Di seguito il testo integrale della lettera.
“Vi confido anche il dispiacere per non aver avuto in questi mesi un rapporto diretto con voi… Mi scuso per questo con ciascuno di voi”. E’ quanto scrive l’Arcivescovo Bellandi in una lettera inviata ai presbiteri dell’Arcidiocesi di Salerno il 26 maggio, via whatsapp. Sorge spontanea qualche domanda.
- E’ sempre un bene riconoscere errori e scusarsene. Ma non avendo avuto ‘rapporti diretti’ e quindi scarsa conoscenza dei singoli presbiteri, come ha potuto nominare il nuovo vicario generale e i vicari episcopali lo scorso 10 maggio? Con quale criterio, vista la scarsa conoscenza e l’assenza di qualsiasi confronto dell’ambito del presbiterio? Da settembre 2019 a febbraio 2020 le possibilità di confrontarsi vi erano, eccome. E’ parsa poi alquanto inusuale la modalità di comunicazione delle nomine e cioè attraverso un’intervista a Telediocesi e nessuna comunicazione ufficiale, previa. I mezzi tecnologici potevano essere un ottimo strumento di confronto e di comunicazione, come si è visto nel tempo della forzata chiusura. Si poteva benissimo organizzare un incontro video con i presbiteri delle singole foranie.
- Fermo restando che le nomine sono ‘ad nutum episcopi’ e quindi ‘nulla quaestio’ per le scelte fatte, come mai da diversi mesi (sono a marzo 2020, inizio della chiusura per la pandemia) non sono stati rinnovati in primis i vicari foranei e il consiglio presbiterale e successivamente scegliere il consiglio episcopale? Insomma, una metodologia per lo meno discutibile.
- Probabilmente nel corso di questi mesi il vescovo ha ‘selezionato’ i presbiteri con cui parlare ed eventualmente farsi consigliare da qualche ‘eminenza grigia’ che in questa diocesi non è mai mancata. Il che sarebbe davvero increscioso, in quanto un vescovo/padre non seleziona i suoi figli o per lo meno cerca di conoscerli tutti attraverso un ‘rapporto diretto’ che, per sua ammissione, è mancato.

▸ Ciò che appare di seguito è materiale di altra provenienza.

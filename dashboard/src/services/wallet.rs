use std::{
    future::Future,
    sync::atomic::{AtomicBool, Ordering},
    time::Duration,
};

use alloy_primitives::{Address, Bytes, B256, U64};
use async_trait::async_trait;
use serde_json::json;

use crate::rpc::{JsonRpcClient, RpcError, TxReceipt};

/// EIP-1193 "user rejected the request".
const USER_REJECTED: i64 = 4001;
/// EIP-1193 "unsupported method".
const UNSUPPORTED_METHOD: i64 = 4200;
/// EIP-3326 "unrecognized chain id".
const UNRECOGNIZED_CHAIN: i64 = 4902;
const METHOD_NOT_FOUND: i64 = -32601;

/// Unsigned transaction handed to the wallet for signing.
#[derive(Debug, Clone, PartialEq, Eq)]
pub struct TxRequest {
    pub from: Address,
    pub to: Address,
    pub data: Bytes,
}

/// The signing wallet. Every method that submits a transaction may block on
/// a user prompt for as long as the user takes to answer it.
#[async_trait]
pub trait WalletProvider: Send + Sync {
    async fn accounts(&self) -> Result<Vec<Address>, WalletError>;

    async fn chain_id(&self) -> Result<u64, WalletError>;

    fn supports_network_switch(&self) -> bool;

    async fn switch_network(&self, chain_id: u64) -> Result<(), WalletError>;

    /// Read-only call through the wallet's own provider.
    async fn call(&self, to: Address, data: Bytes) -> Result<Bytes, WalletError>;

    async fn send_transaction(&self, tx: TxRequest) -> Result<B256, WalletError>;

    /// Waits until the transaction is mined. Fails if it reverted.
    async fn wait_for_receipt(&self, hash: B256) -> Result<TxReceipt, WalletError>;
}

/// Wallet reached over JSON-RPC (desktop wallets and signers expose
/// `eth_sendTransaction` on a local port and prompt the user per request).
pub struct RpcWallet {
    rpc: JsonRpcClient,
    poll_interval: Duration,
    switch_supported: AtomicBool,
}

impl RpcWallet {
    pub fn new(rpc: JsonRpcClient, poll_interval: Duration) -> Self {
        Self {
            rpc,
            poll_interval,
            switch_supported: AtomicBool::new(true),
        }
    }
}

#[async_trait]
impl WalletProvider for RpcWallet {
    async fn accounts(&self) -> Result<Vec<Address>, WalletError> {
        Ok(self.rpc.request("eth_accounts", json!([])).await?)
    }

    async fn chain_id(&self) -> Result<u64, WalletError> {
        Ok(self.rpc.chain_id().await?)
    }

    fn supports_network_switch(&self) -> bool {
        self.switch_supported.load(Ordering::Relaxed)
    }

    async fn switch_network(&self, chain_id: u64) -> Result<(), WalletError> {
        let params = json!([{ "chainId": U64::from(chain_id) }]);
        match self
            .rpc
            .request::<serde_json::Value>("wallet_switchEthereumChain", params)
            .await
        {
            Ok(_) => Ok(()),
            Err(e) if matches!(e.code(), Some(UNSUPPORTED_METHOD | METHOD_NOT_FOUND)) => {
                self.switch_supported.store(false, Ordering::Relaxed);
                Err(WalletError::SwitchUnsupported)
            }
            Err(e) => Err(e.into()),
        }
    }

    async fn call(&self, to: Address, data: Bytes) -> Result<Bytes, WalletError> {
        Ok(self.rpc.eth_call(to, data).await?)
    }

    async fn send_transaction(&self, tx: TxRequest) -> Result<B256, WalletError> {
        let params = json!([{ "from": tx.from, "to": tx.to, "data": tx.data }]);
        Ok(self.rpc.request("eth_sendTransaction", params).await?)
    }

    async fn wait_for_receipt(&self, hash: B256) -> Result<TxReceipt, WalletError> {
        poll_receipt(hash, self.poll_interval, || self.rpc.transaction_receipt(hash)).await
    }
}

/// Polls until the receipt shows up. The transaction is already broadcast,
/// so transport and decode failures are retried rather than ending the
/// wait; only a revert or an error object from the endpoint does.
async fn poll_receipt<F, Fut>(
    hash: B256,
    poll_interval: Duration,
    mut fetch: F,
) -> Result<TxReceipt, WalletError>
where
    F: FnMut() -> Fut,
    Fut: Future<Output = Result<Option<TxReceipt>, RpcError>>,
{
    let mut interval = tokio::time::interval(poll_interval);
    loop {
        interval.tick().await;
        match fetch().await {
            Ok(Some(receipt)) => {
                if !receipt.succeeded() {
                    return Err(WalletError::Reverted(hash));
                }
                tracing::debug!("Transaction {} mined in block {:?}", hash, receipt.block_number);
                return Ok(receipt);
            }
            Ok(None) => {}
            Err(e @ (RpcError::Transport(_) | RpcError::Decode(_))) => {
                tracing::warn!("Receipt poll for {} failed, retrying: {}", hash, e);
            }
            Err(e) => return Err(e.into()),
        }
    }
}

#[derive(Debug, thiserror::Error)]
pub enum WalletError {
    #[error("{0}")]
    Rejected(String),

    #[error("Network switching is not supported by this wallet")]
    SwitchUnsupported,

    #[error("Chain is not configured in the wallet: {0}")]
    UnknownChain(String),

    #[error("Transaction {0} reverted")]
    Reverted(B256),

    #[error(transparent)]
    Rpc(RpcError),
}

impl WalletError {
    /// Reason string suitable for a dialog's status line.
    pub fn reason(&self) -> String {
        match self {
            WalletError::Rejected(message) | WalletError::UnknownChain(message) => message.clone(),
            WalletError::Reverted(_) => "Transaction reverted".to_string(),
            WalletError::Rpc(RpcError::Rpc { message, .. }) => message.clone(),
            other => other.to_string(),
        }
    }
}

impl From<RpcError> for WalletError {
    fn from(err: RpcError) -> Self {
        match err {
            RpcError::Rpc { code: USER_REJECTED, message, .. } => WalletError::Rejected(message),
            RpcError::Rpc {
                code: UNRECOGNIZED_CHAIN,
                message,
                ..
            } => WalletError::UnknownChain(message),
            other => WalletError::Rpc(other),
        }
    }
}
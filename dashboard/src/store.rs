use std::sync::Arc;

use dashmap::DashMap;
use shared::{NetworkKey, PortfolioSummary, UserPosition, VaultStats};

/// In-memory snapshots of per-network stats and the connected user's
/// position. Records are only ever swapped whole, so readers see either the
/// previous snapshot or the new one.
#[derive(Clone)]
pub struct Store {
    positions: Arc<DashMap<NetworkKey, UserPosition>>,
    stats: Arc<DashMap<NetworkKey, VaultStats>>,
}

impl Store {
    pub fn new() -> Self {
        let positions = DashMap::new();
        let stats = DashMap::new();
        for key in NetworkKey::ALL {
            positions.insert(key, UserPosition::default());
            stats.insert(key, VaultStats::default());
        }

        Self {
            positions: Arc::new(positions),
            stats: Arc::new(stats),
        }
    }

    pub fn position(&self, key: NetworkKey) -> UserPosition {
        self.positions
            .get(&key)
            .map(|entry| entry.value().clone())
            .unwrap_or_default()
    }

    pub fn stats(&self, key: NetworkKey) -> VaultStats {
        self.stats
            .get(&key)
            .map(|entry| entry.value().clone())
            .unwrap_or_default()
    }

    pub fn replace_position(&self, key: NetworkKey, position: UserPosition) {
        self.positions.insert(key, position);
    }

    pub fn replace_stats(&self, key: NetworkKey, stats: VaultStats) {
        self.stats.insert(key, stats);
    }

    pub fn portfolio(&self) -> PortfolioSummary {
        let entries: Vec<_> = NetworkKey::ALL
            .iter()
            .map(|key| (*key, self.position(*key), self.stats(*key)))
            .collect();
        PortfolioSummary::compute(&entries)
    }

    pub fn entry_counts(&self) -> StoreStats {
        StoreStats {
            position_entries: self.positions.len(),
            stats_entries: self.stats.len(),
        }
    }
}

impl Default for Store {
    fn default() -> Self {
        Self::new()
    }
}

#[derive(Debug, serde::Serialize)]
pub struct StoreStats {
    pub position_entries: usize,
    pub stats_entries: usize,
}
use std::{sync::Arc, time::Duration};

use alloy_primitives::Address;
use tokio::{sync::mpsc::UnboundedSender, time};

use crate::{
    controller::{AppEvent, WalletEvent},
    services::WalletProvider,
};

/// Polls the wallet's accounts and reports connection changes on the
/// controller's channel. `known` is the account the controller already
/// started with. Exits when the channel closes.
pub async fn run_wallet_watcher(
    wallet: Arc<dyn WalletProvider>,
    events: UnboundedSender<AppEvent>,
    poll_interval: Duration,
    mut known: Option<Address>,
) {
    let mut interval = time::interval(poll_interval);
    tracing::info!("Wallet watcher started (interval: {:?})", poll_interval);

    loop {
        interval.tick().await;

        let current = match wallet.accounts().await {
            Ok(accounts) => accounts.first().copied(),
            Err(e) => {
                tracing::debug!("Wallet account poll failed, treating as disconnected: {}", e);
                None
            }
        };

        if let Some(event) = account_transition(known, current) {
            known = current;
            if events.send(AppEvent::Wallet(event)).is_err() {
                tracing::debug!("Controller channel closed, stopping wallet watcher");
                break;
            }
        }
    }
}

/// Event to emit when the active account moves from `previous` to `current`.
pub fn account_transition(previous: Option<Address>, current: Option<Address>) -> Option<WalletEvent> {
    match (previous, current) {
        (prev, Some(address)) if prev != Some(address) => Some(WalletEvent::Connected(address)),
        (Some(_), None) => Some(WalletEvent::Disconnected),
        _ => None,
    }
}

- Parrebbe che si stia procedendo sulla base di un’ecclesiologia piramidale di bellarminiana e tridentina memoria a fronte della tanto decantata ecclesiologia di comunione che viene tirata in ballo solo per richiamare i presbiteri a partecipare ai riti mensili o a qualche pubblica manifestazione, evidentemente per fare numero.
“Curia casa di vetro”, ha dichiarato il vescovo in un’intervista. Così dicon tutti ma poi diversamente fan tutti ed ognuno si costruisce il suo cerchio magico. In tale modo il presbitero rimane un numero e il cosiddetto presbiterio solo una massa amorfa ed insignificante. Ed in questo, purtroppo, vi è perfetta continuità con il suo predecessore. Lo sbando continua e la diocesi langue. Siamo anonimi numeri, tali rimarremo e così ci firmiamo: 1, 2, 3, 4, 5, 6, 7, 8, 9, 10, 11, 12, 13, 14, 15… ecc. ecc.